• **EXERCISE DETAILS**:
Output, without alteration, the first line of the entries and each line after it, stopping with the line that contains "use sea_orm::DatabaseConnection;".

• **SUPPLIED RECORDS**:
::::::::
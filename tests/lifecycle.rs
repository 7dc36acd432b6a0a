mod common;

use catering_site::catalog::{self, MenuFilter};
use catering_site::entities::{
    gallery, gallery_category, gallery_menu_category, menu, menu_addon, menu_category,
    menu_subcategory, menu_variant,
};
use catering_site::store::gallery::{
    self as gallery_store, GalleryCategoryForm, GalleryForm, ThumbnailForm,
};
use catering_site::store::lifecycle::{self, ContentKind};
use catering_site::store::menu::{
    self as menu_store, MenuAddonForm, MenuCategoryForm, MenuForm, MenuSubcategoryForm,
    MenuVariantForm,
};
use catering_site::store::{self, StoreError};
use sea_orm::DatabaseConnection;
use serde_json::{json, Value};

struct Tree {
    category: menu_category::Model,
    subcategory: menu_subcategory::Model,
    menu: menu::Model,
    variant: menu_variant::Model,
    thumbnail: gallery_menu_category::Model,
}

async fn menu_tree(db: &DatabaseConnection, name: &str) -> Tree {
    let category = menu_store::create_category(
        db,
        MenuCategoryForm {
            name: name.to_string(),
            slug: None,
        },
    )
    .await
    .unwrap();
    let subcategory = menu_store::create_subcategory(
        db,
        MenuSubcategoryForm {
            menu_category_id: category.id,
            menu_addon_id: None,
            name: format!("{name} Harian"),
            pdf_path: None,
            slug: None,
        },
    )
    .await
    .unwrap();
    let menu = menu_store::create_menu(
        db,
        MenuForm {
            menu_subcategory_id: subcategory.id,
            name: format!("{name} Spesial"),
            description: None,
            price: None,
            image: None,
        },
    )
    .await
    .unwrap();
    let variant = menu_store::create_variant(
        db,
        MenuVariantForm {
            menu_id: menu.id,
            name: Some("Pedas".to_string()),
        },
    )
    .await
    .unwrap();
    let thumbnail = gallery_store::create_thumbnail(
        db,
        ThumbnailForm {
            menu_category_id: category.id,
            name: format!("{name} cover"),
            image: "thumbnails/cover.jpg".to_string(),
        },
    )
    .await
    .unwrap();
    Tree {
        category,
        subcategory,
        menu,
        variant,
        thumbnail,
    }
}

async fn live<E: store::SoftDeletable>(db: &DatabaseConnection, id: i32) -> bool {
    store::find::<E, _>(db, id, false).await.unwrap().is_some()
}

async fn stored<E: store::SoftDeletable>(db: &DatabaseConnection, id: i32) -> bool {
    store::find::<E, _>(db, id, true).await.unwrap().is_some()
}

#[tokio::test]
async fn soft_delete_cascades_down_the_menu_tree() {
    let dir = tempfile::tempdir().unwrap();
    let db = common::database(&dir).await;
    let tree = menu_tree(&db, "Makanan").await;
    let other = menu_tree(&db, "Minuman").await;

    let deleted = lifecycle::soft_delete(&db, ContentKind::MenuCategory, &[tree.category.id])
        .await
        .unwrap();
    assert_eq!(deleted, 1);

    assert!(!live::<menu_category::Entity>(&db, tree.category.id).await);
    assert!(!live::<menu_subcategory::Entity>(&db, tree.subcategory.id).await);
    assert!(!live::<menu::Entity>(&db, tree.menu.id).await);
    assert!(!live::<menu_variant::Entity>(&db, tree.variant.id).await);
    assert!(!live::<gallery_menu_category::Entity>(&db, tree.thumbnail.id).await);
    // Still stored, just hidden.
    assert!(stored::<menu::Entity>(&db, tree.menu.id).await);

    assert!(live::<menu_category::Entity>(&db, other.category.id).await);
    assert!(live::<menu::Entity>(&db, other.menu.id).await);

    let listing = catalog::menu_listing(&db, &MenuFilter::default()).await.unwrap();
    let ids: Vec<i32> = listing.menus.iter().map(|e| e.menu.id).collect();
    assert_eq!(ids, vec![other.menu.id]);
    let home = catalog::homepage(&db).await.unwrap();
    assert_eq!(home.menu_categories.len(), 1);
}

#[tokio::test]
async fn deleted_rows_are_not_found_by_slug() {
    let dir = tempfile::tempdir().unwrap();
    let db = common::database(&dir).await;
    let tree = menu_tree(&db, "Makanan").await;
    menu_tree(&db, "Minuman").await;

    lifecycle::soft_delete(&db, ContentKind::MenuSubcategory, &[tree.subcategory.id])
        .await
        .unwrap();

    let listing = catalog::menu_listing(
        &db,
        &MenuFilter {
            category: None,
            subcategory: Some(tree.subcategory.slug.clone()),
        },
    )
    .await
    .unwrap();
    assert!(listing.selected_subcategory.is_none());
    assert_eq!(listing.menus.len(), 1);
    assert!(live::<menu_category::Entity>(&db, tree.category.id).await);
}

#[tokio::test]
async fn restore_brings_back_what_the_cascade_removed() {
    let dir = tempfile::tempdir().unwrap();
    let db = common::database(&dir).await;
    let tree = menu_tree(&db, "Makanan").await;
    let extra = menu_store::create_variant(
        &db,
        MenuVariantForm {
            menu_id: tree.menu.id,
            name: Some("Original".to_string()),
        },
    )
    .await
    .unwrap();

    // Deleted on its own before the category goes.
    lifecycle::soft_delete(&db, ContentKind::MenuVariant, &[extra.id])
        .await
        .unwrap();
    tokio::time::sleep(std::time::Duration::from_millis(5)).await;
    lifecycle::soft_delete(&db, ContentKind::MenuCategory, &[tree.category.id])
        .await
        .unwrap();

    assert!(lifecycle::restore(&db, ContentKind::MenuCategory, tree.category.id)
        .await
        .unwrap());

    assert!(live::<menu_category::Entity>(&db, tree.category.id).await);
    assert!(live::<menu_subcategory::Entity>(&db, tree.subcategory.id).await);
    assert!(live::<menu::Entity>(&db, tree.menu.id).await);
    assert!(live::<menu_variant::Entity>(&db, tree.variant.id).await);
    assert!(live::<gallery_menu_category::Entity>(&db, tree.thumbnail.id).await);
    assert!(!live::<menu_variant::Entity>(&db, extra.id).await);

    // Restoring a live row is a no-op.
    assert!(!lifecycle::restore(&db, ContentKind::MenuCategory, tree.category.id)
        .await
        .unwrap());
}

#[tokio::test]
async fn restore_requires_a_live_parent() {
    let dir = tempfile::tempdir().unwrap();
    let db = common::database(&dir).await;
    let tree = menu_tree(&db, "Makanan").await;

    lifecycle::soft_delete(&db, ContentKind::MenuCategory, &[tree.category.id])
        .await
        .unwrap();

    let err = lifecycle::restore(&db, ContentKind::Menu, tree.menu.id)
        .await
        .unwrap_err();
    assert!(matches!(err, StoreError::MissingParent(_)));

    let err = lifecycle::restore(&db, ContentKind::Menu, 9_999).await.unwrap_err();
    assert!(matches!(err, StoreError::NotFound(_)));
}

#[tokio::test]
async fn force_delete_removes_descendants() {
    let dir = tempfile::tempdir().unwrap();
    let db = common::database(&dir).await;
    let tree = menu_tree(&db, "Makanan").await;

    let removed = lifecycle::force_delete(&db, ContentKind::MenuCategory, &[tree.category.id])
        .await
        .unwrap();
    assert_eq!(removed, 1);

    assert!(!stored::<menu_category::Entity>(&db, tree.category.id).await);
    assert!(!stored::<menu_subcategory::Entity>(&db, tree.subcategory.id).await);
    assert!(!stored::<menu::Entity>(&db, tree.menu.id).await);
    assert!(!stored::<menu_variant::Entity>(&db, tree.variant.id).await);
    assert!(!stored::<gallery_menu_category::Entity>(&db, tree.thumbnail.id).await);
}

async fn subcategory_with_addon(
    db: &DatabaseConnection,
) -> (menu_subcategory::Model, menu_addon::Model) {
    let tree = menu_tree(db, "Paket").await;
    let addon = menu_store::create_addon(
        db,
        MenuAddonForm {
            title: "Tambahan".to_string(),
            description: Some("Es teh manis".to_string()),
        },
    )
    .await
    .unwrap();
    let subcategory = menu_store::update_subcategory(
        db,
        tree.subcategory.id,
        MenuSubcategoryForm {
            menu_category_id: tree.category.id,
            menu_addon_id: Some(addon.id),
            name: tree.subcategory.name.clone(),
            pdf_path: None,
            slug: None,
        },
    )
    .await
    .unwrap();
    (subcategory, addon)
}

#[tokio::test]
async fn soft_deleted_addon_disappears_from_the_listing() {
    let dir = tempfile::tempdir().unwrap();
    let db = common::database(&dir).await;
    let (subcategory, addon) = subcategory_with_addon(&db).await;
    let filter = MenuFilter {
        category: None,
        subcategory: Some(subcategory.slug.clone()),
    };

    let listing = catalog::menu_listing(&db, &filter).await.unwrap();
    assert_eq!(listing.addon.map(|a| a.id), Some(addon.id));

    lifecycle::soft_delete(&db, ContentKind::MenuAddon, &[addon.id])
        .await
        .unwrap();

    let listing = catalog::menu_listing(&db, &filter).await.unwrap();
    assert!(listing.addon.is_none());
    assert_eq!(listing.selected_subcategory.map(|s| s.id), Some(subcategory.id));
    let row = store::find::<menu_subcategory::Entity, _>(&db, subcategory.id, false)
        .await
        .unwrap()
        .unwrap();
    assert_eq!(row.menu_addon_id, Some(addon.id));
}

#[tokio::test]
async fn force_deleted_addon_is_detached() {
    let dir = tempfile::tempdir().unwrap();
    let db = common::database(&dir).await;
    let (subcategory, addon) = subcategory_with_addon(&db).await;

    lifecycle::force_delete(&db, ContentKind::MenuAddon, &[addon.id])
        .await
        .unwrap();

    let row = store::find::<menu_subcategory::Entity, _>(&db, subcategory.id, false)
        .await
        .unwrap()
        .unwrap();
    assert_eq!(row.menu_addon_id, None);
    assert!(!stored::<menu_addon::Entity>(&db, addon.id).await);
}

#[tokio::test]
async fn gallery_category_cascade_and_restore() {
    let dir = tempfile::tempdir().unwrap();
    let db = common::database(&dir).await;
    let category = gallery_store::create_category(
        &db,
        GalleryCategoryForm {
            name: "Pernikahan".to_string(),
            description: None,
        },
    )
    .await
    .unwrap();
    let item = gallery_store::create_gallery(
        &db,
        GalleryForm {
            gallery_category_id: category.id,
            name: "Dekorasi".to_string(),
            description: None,
            image: Some("gallery/dekorasi.jpg".to_string()),
        },
    )
    .await
    .unwrap();

    lifecycle::soft_delete(&db, ContentKind::GalleryCategory, &[category.id])
        .await
        .unwrap();
    assert!(!live::<gallery::Entity>(&db, item.id).await);

    let err = lifecycle::restore(&db, ContentKind::Gallery, item.id)
        .await
        .unwrap_err();
    assert!(matches!(err, StoreError::MissingParent(_)));

    assert!(lifecycle::restore(&db, ContentKind::GalleryCategory, category.id)
        .await
        .unwrap());
    assert!(live::<gallery_category::Entity>(&db, category.id).await);
    assert!(live::<gallery::Entity>(&db, item.id).await);
}

#[tokio::test]
async fn lifecycle_over_http() {
    let app = common::spawn_app().await;
    let category = app
        .create("/admin/menu-categories", json!({ "name": "Makanan" }))
        .await;
    let id = category["id"].as_i64().unwrap();
    let subcategory = app
        .create(
            "/admin/menu-subcategories",
            json!({ "menu_category_id": id, "name": "Nasi" }),
        )
        .await;
    let sub_id = subcategory["id"].as_i64().unwrap();

    let response = app.delete(&format!("/admin/menu-categories/{id}")).await;
    assert_eq!(response.status(), reqwest::StatusCode::OK);
    let body: Value = response.json().await.unwrap();
    assert_eq!(body["deleted"], 1);

    let response = app
        .client
        .get(app.url(&format!("/admin/menu-subcategories/{sub_id}")))
        .send()
        .await
        .unwrap();
    assert_eq!(response.status(), reqwest::StatusCode::NOT_FOUND);

    let hidden: Value = app
        .get_json(&format!("/admin/menu-subcategories/{sub_id}?include_deleted=true"))
        .await;
    assert!(!hidden["deleted_at"].is_null());

    let listed: Vec<Value> = app.get_json("/admin/menu-categories").await;
    assert!(listed.is_empty());
    let listed: Vec<Value> = app.get_json("/admin/menu-categories?include_deleted=true").await;
    assert_eq!(listed.len(), 1);

    let response = app
        .post_json(&format!("/admin/menu-categories/{id}/restore"), json!({}))
        .await;
    let body: Value = response.json().await.unwrap();
    assert_eq!(body["restored"], true);
    let restored: Value = app
        .get_json(&format!("/admin/menu-subcategories/{sub_id}"))
        .await;
    assert!(restored["deleted_at"].is_null());

    let response = app.delete(&format!("/admin/menu-categories/{id}/force")).await;
    assert_eq!(response.status(), reqwest::StatusCode::OK);
    let listed: Vec<Value> = app.get_json("/admin/menu-subcategories?include_deleted=true").await;
    assert!(listed.is_empty());

    let response = app.delete(&format!("/admin/menu-categories/{id}")).await;
    assert_eq!(response.status(), reqwest::StatusCode::NOT_FOUND);
}

#[tokio::test]
async fn bulk_delete_over_http() {
    let app = common::spawn_app().await;
    let mut ids = Vec::new();
    for name in ["Snack", "Kue", "Buah"] {
        let addon = app
            .create("/admin/menu-addons", json!({ "title": name }))
            .await;
        ids.push(addon["id"].as_i64().unwrap());
    }

    let response = app
        .post_json("/admin/menu-addons/bulk-delete", json!({ "ids": [ids[0], ids[1]] }))
        .await;
    let body: Value = response.json().await.unwrap();
    assert_eq!(body["deleted"], 2);
    let live: Vec<Value> = app.get_json("/admin/menu-addons").await;
    assert_eq!(live.len(), 1);

    let response = app
        .post_json(
            "/admin/menu-addons/bulk-delete",
            json!({ "ids": ids, "force": true }),
        )
        .await;
    let body: Value = response.json().await.unwrap();
    assert_eq!(body["deleted"], 3);
    let all: Vec<Value> = app.get_json("/admin/menu-addons?include_deleted=true").await;
    assert!(all.is_empty());

    let response = app
        .post_json("/admin/menu-addons/bulk-delete", json!({ "ids": [] }))
        .await;
    assert_eq!(response.status(), reqwest::StatusCode::BAD_REQUEST);
}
::::::::
• **RESPONSE AREA**:
filename tests/lifecycle.rs
repository 7dc36acd432b6a0a
mod common;

use catering_site::catalog::{self, MenuFilter};
use catering_site::entities::{
    gallery, gallery_category, gallery_menu_category, menu, menu_addon, menu_category,
    menu_subcategory, menu_variant,
};
use catering_site::store::gallery::{
    self as gallery_store, GalleryCategoryForm, GalleryForm, ThumbnailForm,
};
use catering_site::store::lifecycle::{self, ContentKind};
use catering_site::store::menu::{
    self as menu_store, MenuAddonForm, MenuCategoryForm, MenuForm, MenuSubcategoryForm,
    MenuVariantForm,
};
use catering_site::store::{self, StoreError};
use sea_orm::DatabaseConnection;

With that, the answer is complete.